Attribution of the income and assets of a private trust or private company is based on the Control Test and Source Test. See Formal control of a private trust, Formal control of a private company, Informal control test and Source Test on the application of these tests.
Persons affected by attribution
All means tested income support payments made under the Social Security Act 1991 and the Veterans' Entitlements Act 1986 may be affected by attribution.
Note: the rules do not affect Taxation or Corporations Law.

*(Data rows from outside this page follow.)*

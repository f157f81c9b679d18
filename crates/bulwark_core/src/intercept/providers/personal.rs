//! Personal shield belts.

use crate::components::{EntityId, Projectile};
use crate::config::ShieldConfig;
use crate::intercept::{Channels, InterceptContext, InterceptProvider};
use crate::math::Vec3Fixed;

/// Belts worn by pawns that stop direct fire at the last moment.
#[derive(Debug, Clone, Default)]
pub struct PersonalShieldProvider {
    config: ShieldConfig,
}

impl PersonalShieldProvider {
    /// Provider name used for events.
    pub const NAME: &'static str = "personal";

    /// Create the provider.
    #[must_use]
    pub const fn new(config: ShieldConfig) -> Self {
        Self { config }
    }
}

impl InterceptProvider for PersonalShieldProvider {
    fn name(&self) -> &'static str {
        Self::NAME
    }

    fn channels(&self) -> Channels {
        Channels::BEFORE_COLLIDE | Channels::UNSUPPRESSABLE
    }

    fn before_collide(
        &self,
        ctx: &mut InterceptContext<'_>,
        projectile: &Projectile,
        victim: EntityId,
    ) -> bool {
        if projectile.flies_overhead {
            return false;
        }
        let Some(shield) = ctx.personal_shield(victim).filter(|s| s.is_active()) else {
            return false;
        };
        let Some(position) = ctx.world().position_of(victim) else {
            return false;
        };
        // Point-blank shots get under the belt.
        let reach = self.config.point_blank_range;
        if projectile.origin.horizontal_distance_squared(position) <= reach * reach {
            return false;
        }

        let damage = projectile.damage_fixed();
        ctx.record_hit(
            Self::NAME,
            victim,
            projectile.id,
            position,
            damage,
            self.config.effect_scale(damage),
        );
        ctx.drain_personal_shield(victim, damage);
        if shield.energy <= damage {
            ctx.record_depleted(Self::NAME, victim);
        }
        true
    }

    fn unsuppressable_from(
        &self,
        ctx: &mut InterceptContext<'_>,
        pawn: EntityId,
        _origin: Vec3Fixed,
    ) -> bool {
        ctx.personal_shield(pawn).is_some_and(|s| s.is_active())
    }
}
//! `codebox validate`: load a recipe and report every problem in it.

use anyhow::Result;

use codebox_core::recipe::{Recipe, RecipeError};

use super::load_recipe;

/// `codebox validate`
pub fn cmd_validate(recipe: Option<&str>) -> Result<()> {
    match load_recipe(recipe) {
        Ok((recipe, source)) => {
            eprintln!("✅ Recipe is valid ({})", source);
            println!("{}", summary(&recipe));
            Ok(())
        }
        Err(err) => {
            if let Some(RecipeError::Invalid(issues)) = err.downcast_ref::<RecipeError>() {
                eprintln!("❌ {} problem(s):", issues.len());
                for issue in issues {
                    eprintln!("   - {}", issue);
                }
            }
            Err(err)
        }
    }
}

fn summary(recipe: &Recipe) -> String {
    let tc = &recipe.toolchain;
    [
        format!("image:     {}", recipe.image),
        format!("base:      {}", recipe.base),
        format!("packages:  {}", recipe.packages.join(", ")),
        format!("toolchain: {} {} -> {}", tc.name, tc.version, tc.install_path),
        format!("path:      +{}", tc.bin_path()),
        format!("user:      {} (home {}, shell {})", recipe.user.name, recipe.user.home(), recipe.user.shell),
        format!("workdir:   {}", recipe.workdir),
        format!("command:   {}", recipe.command.join(" ")),
    ]
    .join("\n")
}
//! `codebox plan`: print the provisioning transaction log.

use anyhow::Result;

use codebox_image::Plan;

use super::load_recipe;

/// `codebox plan`
pub fn cmd_plan(recipe: Option<&str>, json: bool) -> Result<()> {
    let (recipe, source) = load_recipe(recipe)?;
    let plan = Plan::from_recipe(&recipe);
    plan.check_ordering()?;
    eprintln!("📋 {} step(s) for {} ({})", plan.len(), recipe.image, source);
    println!("{}", format_plan(&plan, json)?);
    Ok(())
}

fn format_plan(plan: &Plan, json: bool) -> Result<String> {
    if json {
        return Ok(serde_json::to_string_pretty(plan)?);
    }
    let width = plan.len().to_string().len();
    let lines: Vec<String> = plan
        .steps()
        .iter()
        .enumerate()
        .map(|(i, step)| {
            let marker = if step.requires_privilege() { "#" } else { "$" };
            format!("{:>width$}. {} {:<16} {}", i + 1, marker, step.name(), step.describe())
        })
        .collect();
    Ok(lines.join("\n"))
}

#[cfg(test)]
mod tests {
    use super::*;
    use codebox_core::recipe::Recipe;

    fn go_plan() -> Plan {
        Plan::from_recipe(&Recipe::builtin_go().validate().unwrap())
    }

    #[test]
    fn test_text_plan() {
        let text = format_plan(&go_plan(), false).unwrap();
        let lines: Vec<&str> = text.lines().collect();
        assert_eq!(lines.len(), 10);
        assert_eq!(lines[0], " 1. $ select-base      select base image ubuntu:20.04");
        assert!(lines[5].contains("append-path"));
        assert!(lines[7].starts_with(" 8. # set-identity"));
    }

    #[test]
    fn test_json_plan() {
        let text = format_plan(&go_plan(), true).unwrap();
        let value: serde_json::Value = serde_json::from_str(&text).unwrap();
        assert_eq!(value[9]["op"], "set-command");
        assert_eq!(value[9]["argv"][0], "go");
    }
}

Centrelink customers and their partners (whether residing within or outside Australia) claiming or in receipt of income support payments and some concessions may be affected by the attribution rules. The following are not affected by the attribution rules:
- Commonwealth Seniors Health Card (CSHC) entitlement
- Family Tax Benefit Part A and B entitlement
- Carer Allowance (CA)
- customers on Disability Support Pension (Blind) or Age Pension (Blind) (who do not receive Rent Assistance or do not have a partner on a means tested payment) as they are not affected by either Means Test
Residential Care Assessments (RCA) customers who entered care:
- prior to 1 July 2014 are only affected by income attribution, not asset attribution
- on or after 1 July 2014 require an income and asset assessment
Delegation for attribution decision
The delegation for the attribution decision is always with the Complex Assessment Officer (CAO).

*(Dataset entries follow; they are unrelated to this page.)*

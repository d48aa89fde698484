//! Base image seeding.
//!
//! Only the layout a provisioning run can observe is modelled: the standard
//! directory hierarchy, the handful of binaries the steps shell out to, the
//! system accounts, the preinstalled package set and the default PATH.

use codebox_core::recipe::BaseImageRef;

use crate::error::ProvisionError;
use crate::snapshot::{Snapshot, UserEntry, DEFAULT_PATH, ROOT_UID};

/// Stand-in content for an executable. Deterministic per path.
pub(crate) fn stub_binary(path: &str) -> Vec<u8> {
    format!("\x7fELF {}", path).into_bytes()
}

const FOCAL_DIRS: &[(&str, u32)] = &[
    ("/bin", 0o755),
    ("/boot", 0o755),
    ("/dev", 0o755),
    ("/etc", 0o755),
    ("/etc/skel", 0o755),
    ("/home", 0o755),
    ("/lib", 0o755),
    ("/lib64", 0o755),
    ("/media", 0o755),
    ("/mnt", 0o755),
    ("/opt", 0o755),
    ("/proc", 0o555),
    ("/root", 0o700),
    ("/run", 0o755),
    ("/sbin", 0o755),
    ("/srv", 0o755),
    ("/sys", 0o555),
    ("/tmp", 0o1777),
    ("/usr/bin", 0o755),
    ("/usr/sbin", 0o755),
    ("/usr/lib", 0o755),
    ("/usr/share", 0o755),
    ("/usr/local/bin", 0o755),
    ("/usr/local/sbin", 0o755),
    ("/usr/local/lib", 0o755),
    ("/usr/local/share", 0o755),
    ("/var/cache/apt", 0o755),
    ("/var/lib/apt/lists", 0o755),
    ("/var/lib/dpkg", 0o755),
    ("/var/log", 0o755),
];

const FOCAL_BINARIES: &[&str] = &[
    "/bin/bash",
    "/bin/cat",
    "/bin/dash",
    "/bin/gzip",
    "/bin/ls",
    "/bin/mkdir",
    "/bin/rm",
    "/bin/tar",
    "/usr/bin/apt-get",
    "/usr/bin/dpkg",
    "/usr/bin/env",
    "/usr/bin/sha256sum",
    "/usr/sbin/nologin",
    "/usr/sbin/useradd",
];

const FOCAL_SKEL: &[&str] = &["/etc/skel/.bash_logout", "/etc/skel/.bashrc", "/etc/skel/.profile"];

/// Packages shipped in the ubuntu:20.04 image.
const FOCAL_PACKAGES: &[(&str, &str)] = &[
    ("apt", "2.0.2ubuntu0.2"),
    ("bash", "5.0-6ubuntu1.2"),
    ("coreutils", "8.30-3ubuntu2"),
    ("dash", "0.5.10.2-6"),
    ("dpkg", "1.19.7ubuntu3.2"),
    ("gzip", "1.10-0ubuntu4.1"),
    ("passwd", "1:4.8.1-1ubuntu5.20.04.4"),
    ("tar", "1.30+dfsg-7ubuntu0.20.04.3"),
];

/// Base images this build can start from.
pub fn supported_bases() -> Vec<BaseImageRef> {
    vec![BaseImageRef::new("ubuntu", "20.04")]
}

/// Reject a base before anything runs, so `validate`, `plan` and `render`
/// agree with `build`.
pub fn ensure_supported(base: &BaseImageRef) -> Result<(), ProvisionError> {
    if supported_bases().contains(base) {
        Ok(())
    } else {
        Err(ProvisionError::UnsupportedBase(base.to_string()))
    }
}

/// Produce the initial snapshot for `base`.
pub fn seed(base: &BaseImageRef) -> Result<Snapshot, ProvisionError> {
    match (base.name.as_str(), base.version.as_str()) {
        ("ubuntu", "20.04") => seed_focal(base),
        _ => Err(ProvisionError::UnsupportedBase(base.to_string())),
    }
}

fn seed_focal(base: &BaseImageRef) -> Result<Snapshot, ProvisionError> {
    let mut snap = Snapshot::empty();
    snap.set_base(base.to_string());

    for (dir, mode) in FOCAL_DIRS {
        snap.mkdir_p(dir, ROOT_UID, ROOT_UID, *mode)?;
    }
    for bin in FOCAL_BINARIES {
        snap.write_file(bin, &stub_binary(bin), ROOT_UID, ROOT_UID, 0o755)?;
    }
    snap.symlink("/bin/sh", "dash", ROOT_UID, ROOT_UID)?;
    for file in FOCAL_SKEL {
        snap.write_file(file, file.as_bytes(), ROOT_UID, ROOT_UID, 0o644)?;
    }

    snap.insert_user(UserEntry {
        name: "daemon".to_string(),
        uid: 1,
        gid: 1,
        home: "/usr/sbin".to_string(),
        shell: "/usr/sbin/nologin".to_string(),
    });
    snap.insert_user(UserEntry {
        name: "nobody".to_string(),
        uid: 65534,
        gid: 65534,
        home: "/nonexistent".to_string(),
        shell: "/usr/sbin/nologin".to_string(),
    });
    let passwd = snap.render_passwd();
    snap.write_file("/etc/passwd", passwd.as_bytes(), ROOT_UID, ROOT_UID, 0o644)?;

    for (name, version) in FOCAL_PACKAGES {
        snap.record_package(name, version);
    }
    snap.set_env("PATH", DEFAULT_PATH);
    snap.set_workdir("/".to_string());
    snap.set_command(vec!["bash".to_string()]);

    tracing::debug!(base = %base, nodes = snap.paths().count(), "Seeded base image");
    Ok(snap)
}

#[cfg(test)]
mod tests {
    use super::*;

    #[test]
    fn test_focal_layout() {
        let snap = seed(&BaseImageRef::new("ubuntu", "20.04")).unwrap();
        assert_eq!(snap.base(), Some("ubuntu:20.04"));
        assert_eq!(snap.identity(), "root");
        assert_eq!(snap.env("PATH"), Some(DEFAULT_PATH));
        assert!(snap.is_dir("/usr/local"));
        assert_eq!(snap.node("/tmp").unwrap().mode, 0o1777);
        assert!(snap.is_executable_by(0, 0, "/usr/bin/apt-get"));
        assert_eq!(snap.resolve("/bin/sh").unwrap(), "/bin/dash");
        assert!(snap.has_package("tar"));
        assert!(!snap.has_package("wget"));
        assert!(snap.user("nobody").is_some());
        assert!(snap.children("/var/lib/apt/lists").is_empty());
    }

    #[test]
    fn test_unsupported_base() {
        let err = seed(&BaseImageRef::new("alpine", "3.18")).unwrap_err();
        assert!(matches!(err, ProvisionError::UnsupportedBase(ref b) if b == "alpine:3.18"));
    }

    #[test]
    fn test_ensure_supported_matches_seed() {
        for base in supported_bases() {
            ensure_supported(&base).unwrap();
            seed(&base).unwrap();
        }
        let err = ensure_supported(&BaseImageRef::new("ubuntu", "22.04")).unwrap_err();
        assert_eq!(err.to_string(), "unsupported base image ubuntu:22.04");
    }

    #[test]
    fn test_seed_is_deterministic() {
        let base = BaseImageRef::new("ubuntu", "20.04");
        assert_eq!(seed(&base).unwrap().fingerprint(), seed(&base).unwrap().fingerprint());
    }
}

An attribution decision may impact on the payability of an income support payment, that is, the rate of payment.
The delegation for the determination of a customer's qualification for an income support payment or other entitlement (such as concession cards) is with the Service Officer.
If a person is not qualified for payment it is not necessary to refer the case to the CAO for an attribution assessment. For example, to be qualified for JobSeeker Payment (JSP) a person needs to be unemployed. If a person is not unemployed, they are not qualified for JSP.
Three step to the attribution decision
The legislation sets out a three step process for the attribution of the income and assets of a private trust or private company to an individual:
- the private trust or private company must be a designated private trust or a designated private company
- the designated private trust or designated private company must be a controlled private trust or private company for the individual. See Formal control of a private trust, Formal control of a private company or Informal control test
- the individual must be an attributable stakeholder of the designated private trust or designated private company. See Attributable stakeholders for private trusts and Attributable stakeholders for private companies
In making the attribution decision the CAO must take into account the formal control of the designated private trust or designated private company, the informal control and the source test.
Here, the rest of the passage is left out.